Why can't we concentrate on both.....seemed to work for RCM/Norris/Ronnie


----------



## edmy (Apr 4, 2005)

my car in my opinion is a good all rounder, full suspension and smallish turbos with good spool for quick accel round the track. with the gas for the strip!


----------



## GeorgeGTR (Feb 16, 2006)

bazh said:


> Why can't we concentrate on both.....seemed to work for RCM/Norris/Ronnie



I think your spot on bazh, yes the Skylines are best at 1/4 so maybe a couple of out nowt 1/4mile monsters and then a few good allrounders.

My car is/will be a track car only. But it will still see a 9second 1/4 and a good top end. if we can get 10 simlar spec SKYLINES that run reliable all day I don't see how any other team can beat us.


----------



## Tommy F (Oct 31, 2005)

skylines are good at one thing and that is going fast in a straight line, we need 10 cars that will score well on the 1/4 and the top speed end of story.
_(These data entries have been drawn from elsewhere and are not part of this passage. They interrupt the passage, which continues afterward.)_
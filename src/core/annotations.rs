// src/core/annotations.rs
//! Annotation helpers shared by role classification and route extraction.
//!
//! Names are matched textually, never resolved to types. A lookup for
//! `RestController` accepts the exact simple name, and falls back to any
//! name that merely ends with it (`MyRestController`, and equally an
//! unrelated `NonRestController`). That fallback is a heuristic with known
//! false positives; [`match_annotation`] reports which tier matched so the
//! two can be told apart.

use super::syntax::{AnnotationArgs, AnnotationUse, Expression};

/// How an annotation name satisfied a lookup
#[derive(Debug, Clone, Copy, PartialEq, Eq)]
pub enum AnnotationMatch {
    /// Written name equals the target
    Exact,
    /// Written name only ends with the target
    Suffix,
}

pub fn match_annotation(annotation: &AnnotationUse, target: &str) -> Option<AnnotationMatch> {
    if annotation.name == target {
        Some(AnnotationMatch::Exact)
    } else if annotation.name.ends_with(target) {
        Some(AnnotationMatch::Suffix)
    } else {
        None
    }
}

pub fn is_annotation(annotation: &AnnotationUse, target: &str) -> bool {
    match_annotation(annotation, target).is_some()
}

pub fn has_annotation(annotations: &[AnnotationUse], target: &str) -> bool {
    annotations.iter().any(|a| is_annotation(a, target))
}

/// Project an argument expression onto its literal strings, in source order.
///
/// Symbolic values such as `RequestMethod.GET` or constant references come
/// back as their raw text. An empty `{}` yields no strings; callers supply
/// their own default.
pub fn resolve(expr: &Expression) -> Vec<String> {
    match expr {
        Expression::Literal(text) => vec![strip_quotes(text)],
        Expression::Array(items) => items.iter().map(|item| strip_quotes(item)).collect(),
    }
}

/// Drop one pair of matching `"` or `'` around the trimmed text
pub fn strip_quotes(text: &str) -> String {
    let trimmed = text.trim();
    for quote in ['"', '\''] {
        if trimmed.len() >= 2 && trimmed.starts_with(quote) && trimmed.ends_with(quote) {
            return trimmed[1..trimmed.len() - 1].to_string();
        }
    }
    trimmed.to_string()
}

/// Path-bearing values of a mapping annotation: the unnamed argument, or
/// whichever of `path` / `value` is given (both, in written order, if both are).
pub fn mapping_paths(annotation: &AnnotationUse) -> Vec<String> {
    match &annotation.args {
        AnnotationArgs::None => Vec::new(),
        AnnotationArgs::Single(expr) => resolve(expr),
        AnnotationArgs::Named(pairs) => pairs
            .iter()
            .filter(|(key, _)| key == "path" || key == "value")
            .flat_map(|(_, expr)| resolve(expr))
            .collect(),
    }
}
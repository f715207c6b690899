use std::path::PathBuf;

use thiserror::Error;

/// Main error type for archmetrics operations
#[derive(Error, Debug)]
pub enum MetricsError {
    #[error("Configuration error: {0}")]
    Config(String),

    #[error("Parser error: {0}")]
    Parser(String),

    #[error("IO error: {0}")]
    Io(#[from] std::io::Error),

    #[error("Serialization error: {0}")]
    Serialization(#[from] serde_json::Error),

    #[error("{} is not a directory", .0.display())]
    InvalidRoot(PathBuf),
}

pub type Result<T> = std::result::Result<T, MetricsError>;
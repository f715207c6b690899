use anyhow::Result;
use clap::Parser;
use tracing_subscriber::EnvFilter;

use archmetrics::cli::Cli;

#[tokio::main(flavor = "current_thread")]
async fn main() -> Result<()> {
    let cli = Cli::parse();

    // Logs go to stderr; stdout carries only the report
    let default_level = if cli.verbose { "debug" } else { "warn" };
    tracing_subscriber::fmt()
        .with_writer(std::io::stderr)
        .with_env_filter(
            EnvFilter::try_from_default_env().unwrap_or_else(|_| EnvFilter::new(default_level)),
        )
        .init();

    tracing::info!("Starting archmetrics v{}", env!("CARGO_PKG_VERSION"));

    cli.execute().await
}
I predict that there will not be a skyline in the top 7 on the track this year at totb, look at the results from last year and the one before.
these light kit cars, evos and scoobys are ok on the tight totb track.

For the skyline team to win this year every car has to be able to run well on the 1/4 and top speed and if they can score on the track its a bonus.


----------



## Tim (Jan 6, 2003)

Tommy F said:


> skylines are good at one thing and that is going fast in a straight line, we need 10 cars that will score well on the 1/4 and the top speed end of story.
> 
> I predict that there will not be a skyline in the top 7 on the track this year at totb, look at the results from last year and the one before.
> these light kit cars, evos and scoobys are ok on the tight totb track.
> ...


Tommy, that is by far the most sensible thing you have ever posted  .
Forget the circuit.


----------



## m6beg (Apr 21, 2003)

I agree with Tommy.  

This will be the way forward.

ps to all the new DVD is out.

Keith Cowie's world record is on it. It's awesome :bowdown1: :bowdown1: 

Mick


----------



## Hugh Keir (Jul 25, 2001)

Tim said:


> Tommy, that is by far the most sensible thing you have ever posted  .
> Forget the circuit.



PMSL

Poor Tommy, how did you end up with all that bad press.

I do not see the circuit as an impossible task, but I do think it is unlikely to be a great hunting ground for the Skylines.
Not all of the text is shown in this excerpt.